*Stored data*
──────

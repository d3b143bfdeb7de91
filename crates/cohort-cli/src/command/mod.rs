use std::{fs, path::PathBuf};

use anyhow::Context;
use clap::{Args, Parser, Subcommand};
use cohort_analysis::Session;
use cohort_table::TableSchema;

use self::{
    chapters::ChaptersArg, correlation::CorrelationArg, performance::PerformanceArg,
    skills::SkillsArg,
};

mod chapters;
mod correlation;
mod performance;
mod skills;

#[derive(Debug, Clone, Parser)]
#[command(author, version, about, long_about = None)]
pub struct CommandArgs {
    /// Which analysis to run
    #[command(subcommand)]
    mode: Mode,
}

#[derive(Debug, Clone, Subcommand)]
enum Mode {
    /// List the distinct chapters in the dataset
    Chapters(#[clap(flatten)] ChaptersArg),
    /// Mean score per chapter and the score distribution
    Performance(#[clap(flatten)] PerformanceArg),
    /// Frequency of skill tags across the categorical columns
    Skills(#[clap(flatten)] SkillsArg),
    /// Pearson correlation between score and encoded skill columns
    Correlation(#[clap(flatten)] CorrelationArg),
}

pub fn run() -> anyhow::Result<()> {
    let args = CommandArgs::parse();
    match args.mode {
        Mode::Chapters(arg) => chapters::run(&arg)?,
        Mode::Performance(arg) => performance::run(&arg)?,
        Mode::Skills(arg) => skills::run(&arg)?,
        Mode::Correlation(arg) => correlation::run(&arg)?,
    }
    Ok(())
}

/// Dataset location and column-name overrides shared by every subcommand.
#[derive(Debug, Clone, Args)]
pub(crate) struct DatasetArg {
    /// Path to the CSV file of test records
    pub file: PathBuf,

    /// Name of the numeric score column
    #[arg(long, default_value = "Test Score")]
    pub score_column: String,

    /// Name of the chapter grouping column
    #[arg(long, default_value = "Test Chapter")]
    pub group_column: String,

    /// Names of the categorical skill columns (comma-separated)
    #[arg(long, value_delimiter = ',', default_values = ["Strength", "Opportunity", "Challenge"])]
    pub categorical_columns: Vec<String>,
}

impl DatasetArg {
    fn schema(&self) -> TableSchema {
        TableSchema {
            score_column: self.score_column.clone(),
            group_column: self.group_column.clone(),
            categorical_columns: self.categorical_columns.clone(),
        }
    }

    /// Reads the file and loads it into a fresh analysis session.
    pub fn load(&self) -> anyhow::Result<Session> {
        let bytes = fs::read(&self.file)
            .with_context(|| format!("failed to read {}", self.file.display()))?;
        let mut session = Session::new(self.schema());
        session
            .load_csv(&bytes)
            .with_context(|| format!("failed to load {}", self.file.display()))?;
        Ok(session)
    }
}
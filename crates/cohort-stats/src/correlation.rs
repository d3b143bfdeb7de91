//! Pairwise-complete Pearson correlation
//!
//! Correlations are computed over series that may contain missing values.
//! For each pair of series, only the rows where *both* values are present
//! participate in that pair's coefficient; other pairs of the same matrix
//! still use their own complete rows.
//!
//! Degenerate cases (fewer than two complete pairs, zero variance on either
//! side) produce `NaN` rather than an error. `NaN` is a legitimate output
//! value here: a downstream table or heatmap renders it as "no data", it is
//! never thrown.

use serde::Serialize;

/// Pearson correlation coefficient between two optionally-missing series.
///
/// Rows where either side is `None` are excluded from the computation.
/// Returns `NaN` when fewer than two complete pairs remain or when either
/// side has zero variance over the complete pairs. The result is clamped to
/// `[-1, 1]` to absorb floating-point drift.
///
/// # Panics
///
/// Panics if the series have different lengths.
///
/// # Examples
///
/// ```
/// use cohort_stats::correlation::pearson;
///
/// let xs = [Some(1.0), Some(2.0), Some(3.0)];
/// let ys = [Some(6.0), Some(4.0), Some(2.0)];
/// assert!((pearson(&xs, &ys) + 1.0).abs() < 1e-12);
///
/// // A single complete pair is not enough.
/// assert!(pearson(&[Some(1.0), None], &[Some(2.0), Some(3.0)]).is_nan());
/// ```
#[expect(clippy::cast_precision_loss)]
#[must_use]
pub fn pearson(xs: &[Option<f64>], ys: &[Option<f64>]) -> f64 {
    assert_eq!(xs.len(), ys.len(), "series must have equal length");

    let pairs: Vec<(f64, f64)> = xs
        .iter()
        .zip(ys)
        .filter_map(|(x, y)| Some(((*x)?, (*y)?)))
        .collect();
    if pairs.len() < 2 {
        return f64::NAN;
    }

    let n = pairs.len() as f64;
    let mean_x = pairs.iter().map(|(x, _)| x).sum::<f64>() / n;
    let mean_y = pairs.iter().map(|(_, y)| y).sum::<f64>() / n;

    let mut cov = 0.0;
    let mut var_x = 0.0;
    let mut var_y = 0.0;
    for (x, y) in &pairs {
        let dx = x - mean_x;
        let dy = y - mean_y;
        cov += dx * dy;
        var_x += dx * dx;
        var_y += dy * dy;
    }

    if var_x == 0.0 || var_y == 0.0 {
        return f64::NAN;
    }
    (cov / (var_x * var_y).sqrt()).clamp(-1.0, 1.0)
}

/// A square, symmetric Pearson correlation matrix over labeled series.
///
/// Entries are in `[-1, 1]` or `NaN` for degenerate pairs. The diagonal is
/// exactly `1.0` for a series with nonzero variance and `NaN` for a
/// constant or near-empty series; forcing `1` there would claim a
/// correlation the data cannot support.
#[derive(Debug, Clone, Serialize)]
pub struct CorrelationMatrix {
    labels: Vec<String>,
    values: Vec<Vec<f64>>,
}

impl CorrelationMatrix {
    /// Builds the matrix from labeled series of equal length.
    ///
    /// Each pair of series is correlated pairwise-complete; the upper
    /// triangle is computed and mirrored, so symmetry holds exactly.
    ///
    /// # Panics
    ///
    /// Panics if the series have different lengths.
    ///
    /// # Examples
    ///
    /// ```
    /// use cohort_stats::correlation::CorrelationMatrix;
    ///
    /// let matrix = CorrelationMatrix::from_series(&[
    ///     ("score".to_owned(), vec![Some(1.0), Some(2.0), Some(3.0)]),
    ///     ("code".to_owned(), vec![Some(2.0), Some(4.0), Some(6.0)]),
    /// ]);
    /// assert_eq!(matrix.get(0, 0), 1.0);
    /// assert!((matrix.get(0, 1) - 1.0).abs() < 1e-12);
    /// ```
    #[must_use]
    pub fn from_series(series: &[(String, Vec<Option<f64>>)]) -> Self {
        let size = series.len();
        let mut values = vec![vec![f64::NAN; size]; size];

        for i in 0..size {
            values[i][i] = diagonal_value(&series[i].1);
            for j in (i + 1)..size {
                let r = pearson(&series[i].1, &series[j].1);
                values[i][j] = r;
                values[j][i] = r;
            }
        }

        Self {
            labels: series.iter().map(|(label, _)| label.clone()).collect(),
            values,
        }
    }

    /// Labels in matrix order.
    #[must_use]
    pub fn labels(&self) -> &[String] {
        &self.labels
    }

    /// Number of rows (and columns).
    #[must_use]
    pub fn size(&self) -> usize {
        self.labels.len()
    }

    /// The coefficient at `(row, col)`.
    ///
    /// # Panics
    ///
    /// Panics if either index is out of bounds.
    #[must_use]
    pub fn get(&self, row: usize, col: usize) -> f64 {
        self.values[row][col]
    }

    /// The coefficient for a pair of labels, or `None` if either label is
    /// absent.
    #[must_use]
    pub fn get_by_label(&self, a: &str, b: &str) -> Option<f64> {
        let i = self.labels.iter().position(|l| l == a)?;
        let j = self.labels.iter().position(|l| l == b)?;
        Some(self.values[i][j])
    }
}

/// Diagonal entry for one series: exactly `1.0` when the series has at
/// least two present values with nonzero variance, `NaN` otherwise.
fn diagonal_value(series: &[Option<f64>]) -> f64 {
    let present: Vec<f64> = series.iter().filter_map(|v| *v).collect();
    if present.len() < 2 {
        return f64::NAN;
    }
    let first = present[0];
    if present.iter().all(|v| *v == first) {
        return f64::NAN;
    }
    1.0
}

──────

*PROBLEM REQUIREMENTS*
With the line holding "y)| Some(((*x)?, (*y)?)))" as the first and the line holding "let mean_x = pairs.iter().map(|(x, _)|" as the last, set down that range of the entries above exactly, and nothing else.

*WRITTEN ANSWER*
        .filter_map(|(x, y)| Some(((*x)?, (*y)?)))
        .collect();
    if pairs.len() < 2 {
        return f64::NAN;
    }

    let n = pairs.len() as f64;
    let mean_x = pairs.iter().map(|(x, _)| x).sum::<f64>() / n;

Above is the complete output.